=== WHAT IS EXPECTED ===
Word for word, reproduce all of the entries shown below.

=== INFORMATION ===

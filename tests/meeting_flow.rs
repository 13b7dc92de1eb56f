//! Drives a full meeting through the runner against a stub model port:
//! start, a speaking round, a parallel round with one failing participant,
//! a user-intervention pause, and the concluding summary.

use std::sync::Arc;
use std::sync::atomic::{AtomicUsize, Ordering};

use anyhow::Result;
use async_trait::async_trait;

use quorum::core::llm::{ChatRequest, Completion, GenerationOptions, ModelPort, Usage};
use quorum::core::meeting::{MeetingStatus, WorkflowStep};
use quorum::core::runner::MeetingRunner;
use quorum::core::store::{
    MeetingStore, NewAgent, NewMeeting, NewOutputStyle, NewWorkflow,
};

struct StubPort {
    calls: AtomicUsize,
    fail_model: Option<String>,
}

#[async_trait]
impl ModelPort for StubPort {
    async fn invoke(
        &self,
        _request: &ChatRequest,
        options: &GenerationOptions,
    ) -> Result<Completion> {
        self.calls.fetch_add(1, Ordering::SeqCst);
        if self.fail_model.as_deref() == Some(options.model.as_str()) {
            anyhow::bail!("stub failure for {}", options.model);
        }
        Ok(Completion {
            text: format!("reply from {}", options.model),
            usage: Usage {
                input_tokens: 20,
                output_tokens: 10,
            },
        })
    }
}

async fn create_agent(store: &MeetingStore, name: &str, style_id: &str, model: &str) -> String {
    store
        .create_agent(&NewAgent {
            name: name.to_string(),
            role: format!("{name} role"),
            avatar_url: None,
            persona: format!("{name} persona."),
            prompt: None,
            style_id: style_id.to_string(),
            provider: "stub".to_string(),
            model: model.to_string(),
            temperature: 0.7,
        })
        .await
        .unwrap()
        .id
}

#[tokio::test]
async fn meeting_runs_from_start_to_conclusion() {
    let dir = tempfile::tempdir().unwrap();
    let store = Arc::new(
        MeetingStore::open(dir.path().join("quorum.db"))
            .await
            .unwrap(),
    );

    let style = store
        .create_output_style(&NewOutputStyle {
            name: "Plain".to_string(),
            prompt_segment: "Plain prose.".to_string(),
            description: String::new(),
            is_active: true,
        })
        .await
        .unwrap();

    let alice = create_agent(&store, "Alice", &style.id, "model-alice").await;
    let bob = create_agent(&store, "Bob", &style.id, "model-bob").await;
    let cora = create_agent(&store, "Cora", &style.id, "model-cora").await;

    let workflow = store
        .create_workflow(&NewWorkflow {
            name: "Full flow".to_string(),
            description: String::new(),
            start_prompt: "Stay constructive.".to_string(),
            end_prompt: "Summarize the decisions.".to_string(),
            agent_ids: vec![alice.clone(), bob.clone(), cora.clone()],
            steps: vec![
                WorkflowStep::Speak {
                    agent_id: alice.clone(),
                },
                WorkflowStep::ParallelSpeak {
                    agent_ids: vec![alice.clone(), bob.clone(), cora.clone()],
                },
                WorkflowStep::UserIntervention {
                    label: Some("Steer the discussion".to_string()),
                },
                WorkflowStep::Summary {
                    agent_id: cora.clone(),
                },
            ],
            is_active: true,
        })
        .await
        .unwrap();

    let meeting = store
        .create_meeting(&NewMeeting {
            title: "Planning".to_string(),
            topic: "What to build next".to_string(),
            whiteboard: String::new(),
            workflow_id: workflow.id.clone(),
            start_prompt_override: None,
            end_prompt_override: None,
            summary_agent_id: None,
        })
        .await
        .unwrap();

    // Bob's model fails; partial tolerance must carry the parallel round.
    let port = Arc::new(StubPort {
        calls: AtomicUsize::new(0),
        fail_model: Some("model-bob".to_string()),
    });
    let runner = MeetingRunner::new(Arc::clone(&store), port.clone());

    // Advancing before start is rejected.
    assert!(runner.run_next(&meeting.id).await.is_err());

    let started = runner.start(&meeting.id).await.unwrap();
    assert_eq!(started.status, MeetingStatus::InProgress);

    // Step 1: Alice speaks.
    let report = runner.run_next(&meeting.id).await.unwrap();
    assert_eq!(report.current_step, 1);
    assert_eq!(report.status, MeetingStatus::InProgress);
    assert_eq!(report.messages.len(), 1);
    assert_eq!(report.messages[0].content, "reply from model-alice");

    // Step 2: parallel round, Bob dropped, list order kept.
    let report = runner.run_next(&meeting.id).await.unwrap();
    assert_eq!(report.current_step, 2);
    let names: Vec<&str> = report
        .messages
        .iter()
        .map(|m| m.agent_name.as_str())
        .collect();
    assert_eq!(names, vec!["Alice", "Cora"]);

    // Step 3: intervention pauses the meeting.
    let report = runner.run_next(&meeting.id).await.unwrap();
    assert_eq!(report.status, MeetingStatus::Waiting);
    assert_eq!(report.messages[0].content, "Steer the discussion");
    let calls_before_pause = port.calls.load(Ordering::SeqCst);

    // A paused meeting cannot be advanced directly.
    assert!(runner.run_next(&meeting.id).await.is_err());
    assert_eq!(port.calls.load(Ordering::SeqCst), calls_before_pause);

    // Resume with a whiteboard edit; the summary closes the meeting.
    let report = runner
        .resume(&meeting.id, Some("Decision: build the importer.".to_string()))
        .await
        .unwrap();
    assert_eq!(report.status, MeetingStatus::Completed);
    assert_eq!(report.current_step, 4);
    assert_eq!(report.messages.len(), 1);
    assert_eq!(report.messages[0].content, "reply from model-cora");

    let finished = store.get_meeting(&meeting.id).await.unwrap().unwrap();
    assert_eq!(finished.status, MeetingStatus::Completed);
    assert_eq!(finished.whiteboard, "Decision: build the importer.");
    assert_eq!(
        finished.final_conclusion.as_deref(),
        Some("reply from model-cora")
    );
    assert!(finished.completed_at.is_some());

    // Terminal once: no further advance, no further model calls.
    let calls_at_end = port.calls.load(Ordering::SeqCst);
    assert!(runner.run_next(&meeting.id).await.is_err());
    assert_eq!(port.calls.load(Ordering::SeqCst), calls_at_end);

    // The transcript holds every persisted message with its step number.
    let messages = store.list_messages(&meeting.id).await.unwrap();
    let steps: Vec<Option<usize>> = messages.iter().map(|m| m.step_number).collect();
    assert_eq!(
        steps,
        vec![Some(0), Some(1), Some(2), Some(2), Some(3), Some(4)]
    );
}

=== RESPONSE AREA ===
filename tests/meeting_flow.rs
repository 13b7dc92de1eb56f
//! Drives a full meeting through the runner against a stub model port:
//! start, a speaking round, a parallel round with one failing participant,
//! a user-intervention pause, and the concluding summary.

use std::sync::Arc;
use std::sync::atomic::{AtomicUsize, Ordering};

use anyhow::Result;
use async_trait::async_trait;

use quorum::core::llm::{ChatRequest, Completion, GenerationOptions, ModelPort, Usage};
use quorum::core::meeting::{MeetingStatus, WorkflowStep};
use quorum::core::runner::MeetingRunner;
use quorum::core::store::{
    MeetingStore, NewAgent, NewMeeting, NewOutputStyle, NewWorkflow,
};

struct StubPort {
    calls: AtomicUsize,
    fail_model: Option<String>,
}

#[async_trait]
impl ModelPort for StubPort {
    async fn invoke(
        &self,
        _request: &ChatRequest,
        options: &GenerationOptions,
    ) -> Result<Completion> {
        self.calls.fetch_add(1, Ordering::SeqCst);
        if self.fail_model.as_deref() == Some(options.model.as_str()) {
            anyhow::bail!("stub failure for {}", options.model);
        }
        Ok(Completion {
            text: format!("reply from {}", options.model),
            usage: Usage {
                input_tokens: 20,
                output_tokens: 10,
            },
        })
    }
}

async fn create_agent(store: &MeetingStore, name: &str, style_id: &str, model: &str) -> String {
    store
        .create_agent(&NewAgent {
            name: name.to_string(),
            role: format!("{name} role"),
            avatar_url: None,
            persona: format!("{name} persona."),
            prompt: None,
            style_id: style_id.to_string(),
            provider: "stub".to_string(),
            model: model.to_string(),
            temperature: 0.7,
        })
        .await
        .unwrap()
        .id
}

#[tokio::test]
async fn meeting_runs_from_start_to_conclusion() {
    let dir = tempfile::tempdir().unwrap();
    let store = Arc::new(
        MeetingStore::open(dir.path().join("quorum.db"))
            .await
            .unwrap(),
    );

    let style = store
        .create_output_style(&NewOutputStyle {
            name: "Plain".to_string(),
            prompt_segment: "Plain prose.".to_string(),
            description: String::new(),
            is_active: true,
        })
        .await
        .unwrap();

    let alice = create_agent(&store, "Alice", &style.id, "model-alice").await;
    let bob = create_agent(&store, "Bob", &style.id, "model-bob").await;
    let cora = create_agent(&store, "Cora", &style.id, "model-cora").await;

    let workflow = store
        .create_workflow(&NewWorkflow {
            name: "Full flow".to_string(),
            description: String::new(),
            start_prompt: "Stay constructive.".to_string(),
            end_prompt: "Summarize the decisions.".to_string(),
            agent_ids: vec![alice.clone(), bob.clone(), cora.clone()],
            steps: vec![
                WorkflowStep::Speak {
                    agent_id: alice.clone(),
                },
                WorkflowStep::ParallelSpeak {
                    agent_ids: vec![alice.clone(), bob.clone(), cora.clone()],
                },
                WorkflowStep::UserIntervention {
                    label: Some("Steer the discussion".to_string()),
                },
                WorkflowStep::Summary {
                    agent_id: cora.clone(),
                },
            ],
            is_active: true,
        })
        .await
        .unwrap();

    let meeting = store
        .create_meeting(&NewMeeting {
            title: "Planning".to_string(),
            topic: "What to build next".to_string(),
            whiteboard: String::new(),
            workflow_id: workflow.id.clone(),
            start_prompt_override: None,
            end_prompt_override: None,
            summary_agent_id: None,
        })
        .await
        .unwrap();

    // Bob's model fails; partial tolerance must carry the parallel round.
    let port = Arc::new(StubPort {
        calls: AtomicUsize::new(0),
        fail_model: Some("model-bob".to_string()),
    });
    let runner = MeetingRunner::new(Arc::clone(&store), port.clone());

    // Advancing before start is rejected.
    assert!(runner.run_next(&meeting.id).await.is_err());

    let started = runner.start(&meeting.id).await.unwrap();
    assert_eq!(started.status, MeetingStatus::InProgress);

    // Step 1: Alice speaks.
    let report = runner.run_next(&meeting.id).await.unwrap();
    assert_eq!(report.current_step, 1);
    assert_eq!(report.status, MeetingStatus::InProgress);
    assert_eq!(report.messages.len(), 1);
    assert_eq!(report.messages[0].content, "reply from model-alice");

    // Step 2: parallel round, Bob dropped, list order kept.
    let report = runner.run_next(&meeting.id).await.unwrap();
    assert_eq!(report.current_step, 2);
    let names: Vec<&str> = report
        .messages
        .iter()
        .map(|m| m.agent_name.as_str())
        .collect();
    assert_eq!(names, vec!["Alice", "Cora"]);

    // Step 3: intervention pauses the meeting.
    let report = runner.run_next(&meeting.id).await.unwrap();
    assert_eq!(report.status, MeetingStatus::Waiting);
    assert_eq!(report.messages[0].content, "Steer the discussion");
    let calls_before_pause = port.calls.load(Ordering::SeqCst);

    // A paused meeting cannot be advanced directly.
    assert!(runner.run_next(&meeting.id).await.is_err());
    assert_eq!(port.calls.load(Ordering::SeqCst), calls_before_pause);

    // Resume with a whiteboard edit; the summary closes the meeting.
    let report = runner
        .resume(&meeting.id, Some("Decision: build the importer.".to_string()))
        .await
        .unwrap();
    assert_eq!(report.status, MeetingStatus::Completed);
    assert_eq!(report.current_step, 4);
    assert_eq!(report.messages.len(), 1);
    assert_eq!(report.messages[0].content, "reply from model-cora");

    let finished = store.get_meeting(&meeting.id).await.unwrap().unwrap();
    assert_eq!(finished.status, MeetingStatus::Completed);
    assert_eq!(finished.whiteboard, "Decision: build the importer.");
    assert_eq!(
        finished.final_conclusion.as_deref(),
        Some("reply from model-cora")
    );
    assert!(finished.completed_at.is_some());

    // Terminal once: no further advance, no further model calls.
    let calls_at_end = port.calls.load(Ordering::SeqCst);
    assert!(runner.run_next(&meeting.id).await.is_err());
    assert_eq!(port.calls.load(Ordering::SeqCst), calls_at_end);

    // The transcript holds every persisted message with its step number.
    let messages = store.list_messages(&meeting.id).await.unwrap();
    let steps: Vec<Option<usize>> = messages.iter().map(|m| m.step_number).collect();
    assert_eq!(
        steps,
        vec![Some(0), Some(1), Some(2), Some(2), Some(3), Some(4)]
    );
}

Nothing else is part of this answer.